From itch to 'ahhh' Understanding and treating chronic dry skin associated with eczema

News Canada article on Eczema

While everyone suffers from occasional dry skin, for some it is a chronic - and more severe - problem related to a skin condition called atopic dermatitis, more commonly known as eczema.

Eczema sufferers experience patches of dry, itchy, red and swollen skin most frequently found on the scalp and face of babies, or behind the knee folds, wrists, ankles, hands, feet and neck area on adults. An estimated 1-in-10 people suffer from chronic dry skin related to eczema, which often first appears in children under two years of age.

Although the exact cause of eczema is unknown, experts agree that it is probably inherited from parents and is the result of the immune system's overreaction to an irritant or trigger. These triggers vary from person to person, but may include incorrect bathing and infrequent moisturizing, emotional stress, allergies, sweating and heavy exercise or winter itch caused by dry skin.

While eczema does get better and worse at times - and often improves with age - it is a chronic condition that cannot be cured. The good news is, it can be controlled. By eliminating triggers, suppressing inflammation once it has started, and moisturizing, protecting and lubricating the skin, eczema flare-ups can be successfully managed.

Treatment programs for eczema may include applying prescribed corticosteroid medications directly to the affected areas to reduce redness and irritation. But, these topical applications are only one part of the treatment puzzle. Recent research shows that when used in combination with a moisturizer, the result is a greater reduction in symptoms.

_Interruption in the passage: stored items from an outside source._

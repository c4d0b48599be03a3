//! End-to-end scenarios driving the processor through the full pipeline:
//! classification, relationship resolution, evaluation, aggregation,
//! cascade, and output assembly.

use formular::{Attribute, Entity, FormulaProcessor, ModelError, ResultValue};
use pretty_assertions::assert_eq;
use rust_decimal::Decimal;
use std::str::FromStr;

fn dec(text: &str) -> Decimal {
    Decimal::from_str(text).unwrap()
}

fn number(text: &str) -> Option<ResultValue> {
    Some(ResultValue::Number(dec(text)))
}

/// Contract → Servico → Medicao chain used by the tax scenarios
fn contract_chain() -> Vec<Entity> {
    vec![
        Entity::new("C1", "Contract").with_attribute(Attribute::number("ISS", "0.05")),
        Entity::new("S1", "Servico").with_attribute(Attribute::text("contractId", "C1")),
        Entity::new("M1", "Medicao")
            .with_attribute(Attribute::text("serviceId", "S1"))
            .with_attribute(Attribute::number("qtd", "10"))
            .with_attribute(Attribute::number("valor", "2.5")),
    ]
}

#[test]
fn direct_product_scenario() {
    let entities = vec![Entity::new("P1", "Produto")
        .with_attribute(Attribute::number("preco", "10.5"))
        .with_attribute(Attribute::number("qtd", "3"))];
    let processor = FormulaProcessor::new(entities).unwrap();
    let output = processor.process(&["Produto.preco * Produto.qtd".to_string()]);

    assert_eq!(output.direct_results.len(), 1);
    let result = &output.direct_results[0];
    assert_eq!(result.entity_id, "P1");
    assert_eq!(result.formula, "Produto.preco * Produto.qtd");
    assert_eq!(result.resolved_formula, "10.5 * 3");
    assert_eq!(result.result, number("31.5"));
    assert_eq!(result.result_type.as_deref(), Some("float"));
    assert_eq!(result.error, None);
    assert!(result.success);
}

#[test]
fn fully_resolved_formulas_contain_no_tokens() {
    let entities = vec![Entity::new("P1", "Produto")
        .with_attribute(Attribute::number("preco", "2"))
        .with_attribute(Attribute::text("nome", "Widget"))];
    let processor = FormulaProcessor::new(entities).unwrap();
    let output = processor.process(&[
        "Produto.preco + 1".to_string(),
        "len(Produto.nome) * Produto.preco".to_string(),
    ]);

    for result in &output.direct_results {
        assert!(result.success);
        assert!(
            !result.resolved_formula.contains("Produto."),
            "resolved text still carries a token: {}",
            result.resolved_formula
        );
    }
}

#[test]
fn missing_attribute_yields_failure_with_error() {
    let entities = vec![Entity::new("P1", "Produto")];
    let processor = FormulaProcessor::new(entities).unwrap();
    let output = processor.process(&["Produto.preco * 2".to_string()]);

    assert_eq!(output.direct_results.len(), 1);
    let result = &output.direct_results[0];
    assert!(!result.success);
    assert_eq!(result.result, None);
    assert_eq!(result.result_type, None);
    let error = result.error.as_deref().unwrap();
    assert!(!error.is_empty());
    assert!(error.contains("preco"));
}

#[test]
fn sum_aggregation_lands_on_the_service() {
    let processor = FormulaProcessor::new(contract_chain()).unwrap();
    let output =
        processor.process(&["SUM(Servico.Medicao.qtd * Servico.Medicao.valor)".to_string()]);

    let result = &output.direct_results[0];
    assert_eq!(result.entity_id, "S1");
    assert_eq!(result.resolved_formula, "SUM(qtd * valor)");
    assert_eq!(result.result, number("25.0"));
    assert!(result.success);

    assert_eq!(output.aggregated_entities.len(), 1);
    let view = &output.aggregated_entities[0];
    assert_eq!(view.id, "S1");
    assert_eq!(view.computed.len(), 1);
    assert_eq!(view.computed[0].key, "SUM(qtd * valor)");
    assert_eq!(view.computed[0].value, ResultValue::Number(dec("25.0")));
}

#[test]
fn cascade_computes_the_dependent_total() {
    let processor = FormulaProcessor::new(contract_chain()).unwrap();
    let output = processor.process(&[
        "SUM(Servico.Medicao.qtd * Servico.Medicao.valor)".to_string(),
        "Contract.ISS * TotalDosServicos".to_string(),
    ]);

    let tributo = output
        .direct_results
        .iter()
        .find(|r| r.resolved_formula == "ISS (0.05) * TotalDosServicos (25.0)")
        .expect("cascade result");
    assert_eq!(tributo.entity_id, "C1");
    assert_eq!(tributo.result, number("1.25"));
    assert!(tributo.success);

    let contract = output
        .aggregated_entities
        .iter()
        .find(|v| v.id == "C1")
        .expect("contract view");
    assert_eq!(contract.computed.len(), 1);
    assert_eq!(contract.computed[0].key, "Tributo");
    assert_eq!(contract.computed[0].value, ResultValue::Number(dec("1.25")));
    assert_eq!(
        contract.computed[0].description,
        "ISS (0.05) * TotalDosServicos (25.0)"
    );
}

#[test]
fn cascade_without_leaves_is_zero() {
    let entities = vec![Entity::new("C1", "Contract")
        .with_attribute(Attribute::number("ISS", "0.05"))];
    let processor = FormulaProcessor::new(entities).unwrap();
    let output = processor.process(&["Contract.ISS * TotalDosServicos".to_string()]);

    let tributo = output
        .direct_results
        .iter()
        .find(|r| r.success)
        .expect("cascade result");
    assert_eq!(tributo.result, number("0"));
}

#[test]
fn count_aggregation_counts_contributing_leaves() {
    let mut entities = contract_chain();
    entities.push(
        Entity::new("M2", "Medicao")
            .with_attribute(Attribute::text("serviceId", "S1"))
            .with_attribute(Attribute::number("qtd", "1"))
            .with_attribute(Attribute::number("valor", "4")),
    );
    let processor = FormulaProcessor::new(entities).unwrap();
    let output =
        processor.process(&["COUNT(Servico.Medicao.qtd * Servico.Medicao.valor)".to_string()]);

    let result = &output.direct_results[0];
    assert_eq!(result.entity_id, "S1");
    assert_eq!(result.result, number("2"));
    assert_eq!(result.result_type.as_deref(), Some("float"));
}

#[test]
fn reference_aggregation_over_empty_set_succeeds_with_zero() {
    let entities = vec![Entity::new("C1", "Contract")];
    let processor = FormulaProcessor::new(entities).unwrap();
    let output =
        processor.process(&["SUM(Contract.Servico.valor * @medicaoRef.qtd)".to_string()]);

    assert_eq!(output.direct_results.len(), 1);
    let result = &output.direct_results[0];
    assert_eq!(result.entity_id, "C1");
    assert_eq!(result.result, number("0.0"));
    assert_eq!(result.result_type.as_deref(), Some("float"));
    assert!(result.success);
    assert_eq!(
        result.resolved_formula,
        "SUM(Servico.valor * @medicaoRef.qtd)"
    );
}

#[test]
fn reference_aggregation_multiplies_through_the_reference() {
    let entities = vec![
        Entity::new("C1", "Contract"),
        Entity::new("S1", "Servico")
            .with_attribute(Attribute::text("contractId", "C1"))
            .with_attribute(Attribute::number("valor", "3"))
            .with_attribute(Attribute::text("medicaoRef", "M1")),
        Entity::new("M1", "Medicao").with_attribute(Attribute::number("qtd", "7")),
    ];
    let processor = FormulaProcessor::new(entities).unwrap();
    let output =
        processor.process(&["SUM(Contract.Servico.valor * @medicaoRef.qtd)".to_string()]);

    let result = &output.direct_results[0];
    assert_eq!(result.entity_id, "C1");
    assert_eq!(result.result, number("21"));

    // The aggregate also lands on the contract's view
    let view = output
        .aggregated_entities
        .iter()
        .find(|v| v.id == "C1")
        .expect("contract view");
    assert_eq!(view.computed[0].key, "SUM(Servico.valor * @medicaoRef.qtd)");
}

#[test]
fn summary_has_no_duplicate_triples() {
    let formula = "Produto.preco * Produto.qtd".to_string();
    let entities = vec![Entity::new("P1", "Produto")
        .with_attribute(Attribute::number("preco", "10.5"))
        .with_attribute(Attribute::number("qtd", "3"))];
    let processor = FormulaProcessor::new(entities).unwrap();
    let output = processor.process(&[formula.clone(), formula.clone(), formula]);

    let mut keys: Vec<(String, String, String)> = output
        .direct_results
        .iter()
        .map(|r| {
            (
                r.entity_id.clone(),
                r.formula.clone(),
                r.resolved_formula.clone(),
            )
        })
        .collect();
    let before = keys.len();
    keys.sort();
    keys.dedup();
    assert_eq!(keys.len(), before);
}

#[test]
fn duplicate_entity_ids_are_a_fatal_construction_error() {
    let err = FormulaProcessor::new(vec![
        Entity::new("E1", "Tipo"),
        Entity::new("E1", "Outro"),
    ])
    .unwrap_err();
    assert_eq!(err, ModelError::duplicate_id("E1"));
}

#[test]
fn wire_shapes_round_trip_through_serde() {
    let entities: Vec<Entity> = serde_json::from_value(serde_json::json!([
        {
            "id": "P1",
            "entity_type": ["Produto"],
            "attributes": [
                {"key": "preco", "value": "10.5", "type": "number"},
                {"key": "qtd", "value": "3", "type": "number"}
            ]
        }
    ]))
    .unwrap();
    let processor = FormulaProcessor::new(entities).unwrap();
    let output = processor.process(&["Produto.preco * Produto.qtd".to_string()]);

    let json = serde_json::to_value(&output).unwrap();
    assert_eq!(json["direct_results"][0]["result"], serde_json::json!(31.5));
    assert_eq!(json["direct_results"][0]["result_type"], "float");
    assert_eq!(json["direct_results"][0].get("error"), None);
    assert_eq!(json["aggregated_entities"], serde_json::json!([]));
}

#[test]
fn multiple_contracts_keep_their_cascades_separate() {
    let entities = vec![
        Entity::new("C1", "Contract").with_attribute(Attribute::number("ISS", "0.05")),
        Entity::new("C2", "Contract").with_attribute(Attribute::number("ISS", "0.10")),
        Entity::new("S1", "Servico").with_attribute(Attribute::text("contractId", "C1")),
        Entity::new("S2", "Servico").with_attribute(Attribute::text("contractId", "C2")),
        Entity::new("M1", "Medicao")
            .with_attribute(Attribute::text("serviceId", "S1"))
            .with_attribute(Attribute::number("qtd", "10"))
            .with_attribute(Attribute::number("valor", "2.5")),
        Entity::new("M2", "Medicao")
            .with_attribute(Attribute::text("serviceId", "S2"))
            .with_attribute(Attribute::number("qtd", "4"))
            .with_attribute(Attribute::number("valor", "10")),
    ];
    let processor = FormulaProcessor::new(entities).unwrap();
    let output = processor.process(&[
        "SUM(Servico.Medicao.qtd * Servico.Medicao.valor)".to_string(),
        "Contract.ISS * TotalDosServicos".to_string(),
    ]);

    let tributo_of = |id: &str| {
        output
            .aggregated_entities
            .iter()
            .find(|v| v.id == id)
            .and_then(|v| v.computed.iter().find(|c| c.key == "Tributo"))
            .map(|c| c.value.clone())
    };
    // C1: 0.05 * 25.0, C2: 0.10 * 40
    assert_eq!(tributo_of("C1"), Some(ResultValue::Number(dec("1.25"))));
    assert_eq!(tributo_of("C2"), Some(ResultValue::Number(dec("4"))));
}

Keeping skin hydrated is an important step in managing the condition. Moisturizers that are non-irritating, fragrance-free, fast absorbing, non-greasy and specially formulated for chronic dry skin, such as Cetaphil Therapeutic Barrier Cream, are effective and help to relieve and restore the skin's natural protective barrier. The best time to apply moisturizer is right after bathing while the skin is still damp.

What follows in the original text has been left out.